The Only 5 Exercises You Need for A Great Body!

When it comes to exercise, not all are equal and sometimes we need to pick favorites. Some people think you need every piece of equipment possible in order to get the body you want and that my friends is simply not true. You possess the most effective piece of equipment there is: your own body.

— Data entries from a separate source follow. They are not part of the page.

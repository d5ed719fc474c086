//! Bounding Boxes
//!
//! The model is told to describe crop regions in a 1000×1000 frame. Before a
//! crop runs, the box is scaled to the image's real dimensions and clamped so
//! the crop always has positive area inside the image.

use serde::{Deserialize, Serialize};

/// Side length of the normalized frame the model reasons in
pub const NORMALIZED_EXTENT: f64 = 1000.0;

/// How crop coordinates from the model are interpreted
#[derive(Clone, Copy, Debug, Default, PartialEq, Eq, Serialize, Deserialize)]
#[serde(rename_all = "lowercase")]
pub enum CoordinateSpace {
    /// Fractions of 1000 per axis, mapped onto the image
    #[default]
    Normalized,
    /// Already pixel coordinates; only trimmed to the image frame
    Absolute,
}

impl std::str::FromStr for CoordinateSpace {
    type Err = String;

    fn from_str(s: &str) -> std::result::Result<Self, Self::Err> {
        match s.trim().to_lowercase().as_str() {
            "normalized" | "normalised" | "1000" => Ok(CoordinateSpace::Normalized),
            "absolute" | "pixel" | "pixels" => Ok(CoordinateSpace::Absolute),
            other => Err(format!("unknown coordinate space '{}'", other)),
        }
    }
}

/// Crop region as `(ymin, xmin, ymax, xmax)`
#[derive(Clone, Copy, Debug, PartialEq, Eq, Serialize, Deserialize)]
pub struct BoundingBox {
    pub ymin: i64,
    pub xmin: i64,
    pub ymax: i64,
    pub xmax: i64,
}

impl BoundingBox {
    pub fn new(ymin: i64, xmin: i64, ymax: i64, xmax: i64) -> Self {
        Self {
            ymin,
            xmin,
            ymax,
            xmax,
        }
    }

    /// Map a normalized box onto a `width` × `height` image.
    ///
    /// Always returns `0 <= xmin < xmax <= width` and
    /// `0 <= ymin < ymax <= height` for non-zero dimensions.
    pub fn to_pixels(&self, width: u32, height: u32) -> BoundingBox {
        let (xmin, xmax) = map_axis(self.xmin, self.xmax, width);
        let (ymin, ymax) = map_axis(self.ymin, self.ymax, height);
        BoundingBox {
            ymin,
            xmin,
            ymax,
            xmax,
        }
    }

    /// Intersection with a `width` × `height` frame.
    ///
    /// Edges are clamped without repair, so a box lying entirely outside the
    /// frame comes back empty and fails `fits_within`.
    pub fn clip_to(&self, width: u32, height: u32) -> BoundingBox {
        let (w, h) = (i64::from(width), i64::from(height));
        BoundingBox {
            ymin: self.ymin.clamp(0, h),
            xmin: self.xmin.clamp(0, w),
            ymax: self.ymax.clamp(0, h),
            xmax: self.xmax.clamp(0, w),
        }
    }

    /// Resolve model coordinates for an image according to `space`
    pub fn resolve(&self, space: CoordinateSpace, width: u32, height: u32) -> BoundingBox {
        match space {
            CoordinateSpace::Normalized => self.to_pixels(width, height),
            CoordinateSpace::Absolute => self.clip_to(width, height),
        }
    }

    pub fn width(&self) -> i64 {
        self.xmax - self.xmin
    }

    pub fn height(&self) -> i64 {
        self.ymax - self.ymin
    }

    /// Whether the box is a non-empty region inside `width` × `height`
    pub fn fits_within(&self, width: u32, height: u32) -> bool {
        self.xmin >= 0
            && self.ymin >= 0
            && self.xmin < self.xmax
            && self.ymin < self.ymax
            && self.xmax <= i64::from(width)
            && self.ymax <= i64::from(height)
    }
}

impl std::fmt::Display for BoundingBox {
    fn fmt(&self, f: &mut std::fmt::Formatter<'_>) -> std::fmt::Result {
        write!(
            f,
            "[{}, {}, {}, {}]",
            self.xmin, self.ymin, self.xmax, self.ymax
        )
    }
}

#[allow(clippy::cast_possible_truncation, clippy::cast_precision_loss)]
fn scale(value: i64, dimension: u32) -> i64 {
    // `as` truncates toward zero
    ((value as f64 / NORMALIZED_EXTENT) * f64::from(dimension)) as i64
}

fn map_axis(lo: i64, hi: i64, dimension: u32) -> (i64, i64) {
    let extent = i64::from(dimension.max(1));
    let lo = scale(lo, dimension).clamp(0, extent - 1);
    let mut hi = scale(hi, dimension).clamp(0, extent);
    if hi <= lo {
        hi = lo + 1;
    }
    (lo, hi)
}
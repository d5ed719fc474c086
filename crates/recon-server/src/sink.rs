//! WebSocket Event Sink

use async_trait::async_trait;
use axum::extract::ws::Message;
use futures::{Sink, SinkExt};
use tokio::sync::Mutex;

use recon_core::{AgentEvent, EventSink};

use crate::frame::{Frame, frames_for};

/// Forwards controller events to one WebSocket as JSON frames.
///
/// A send failure (client gone) is logged; the session keeps running to
/// completion so its derived files are still released.
pub struct WsEventSink<S> {
    sender: Mutex<S>,
}

impl<S> WsEventSink<S>
where
    S: Sink<Message> + Unpin + Send,
    S::Error: std::fmt::Display,
{
    pub fn new(sender: S) -> Self {
        Self {
            sender: Mutex::new(sender),
        }
    }

    /// Send one frame; returns false once the peer is unreachable
    pub async fn send(&self, frame: &Frame) -> bool {
        let mut sender = self.sender.lock().await;
        match sender.send(Message::Text(frame.to_json().into())).await {
            Ok(()) => true,
            Err(e) => {
                tracing::debug!("websocket send failed: {}", e);
                false
            }
        }
    }
}

#[async_trait]
impl<S> EventSink for WsEventSink<S>
where
    S: Sink<Message> + Unpin + Send,
    S::Error: std::fmt::Display,
{
    async fn emit(&self, event: AgentEvent) {
        for frame in frames_for(&event) {
            if !self.send(&frame).await {
                break;
            }
        }
    }
}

Bodyweight exercises are the holy grail of strength training. They are basically like having your own traveling gym with you everywhere you go. Let me tell you about the only exercises you need to get healthy and fit!

1. Push-Ups

The good ol’ push up. They have been forced upon us since 6th grade phys-ed. The push up is more of a full body exercise than you may have thought. Push-ups strengthen your forearms, chest and shoulders while increasing stability in your core and lower back. For a standard push up, your hands should be slightly wider than your shoulders and your hands angled whichever way is most comfortable. Your feet should be shoulder-width or closer together, whatever is most comfortable for you. Try and keep your body in one straight line as you lower. Do as many as you can without dropping to your knees.

 2. Plank

Stay in your push-up position and show your core some love with this exercise. Whether you do it on your hands or elbows the benefits are substantial. Your hands or elbows should be directly below your shoulders. You want to make sure your body is in a straight line for this exercise and don’t let your back arch! Plank works your core, shoulders, and glutes!

3. Lunges

If a toned backside and legs is your goal, lunges are your new bff. When it comes to the lunge, form is very important in order to protect your joints. Keep your upper body straight, chin up and head forward. Step forward with one leg and lower your hips until both knees are at a 90 degree angle. Make sure your knee is directly about your ankle and not pushed too far forward, alternate legs and repeat. Want to get a little crazy? Make these jumping lunges. Your butt will thank you.

 4. Squats

Dreaded but effective, the squat is amazing. The squat works the biggest muscles in our bodies, our legs, which in turn helps us burn fat all over our bodies! Have your feet shoulder width apart, with your feet turned slightly out. Bend your knees and lower yourself as though you are sitting down in a chair. Keep your knees above your toes, you can put your arms out in front of you to help you stay balanced. Make this a cardiovascular exercise by adding a jump between squats!

5. Burpees 

The burpee is the MVP of body weight exercises, it incorporates all of the muscle groups while doubling as cardio. Start with a push up, hop your legs forward towards your hands and jump into the air like you just don’t care, and then repeat! The burpee feels like cruel and unusual punishment but it’s really just a reward in disguise.

These five exercises can be done anywhere at anytime without equipment. Can’t fit in a fitness class? Do 20 reps of each exercise in the stairwell at work and the results will have you preaching burpees and squats to everyone you know!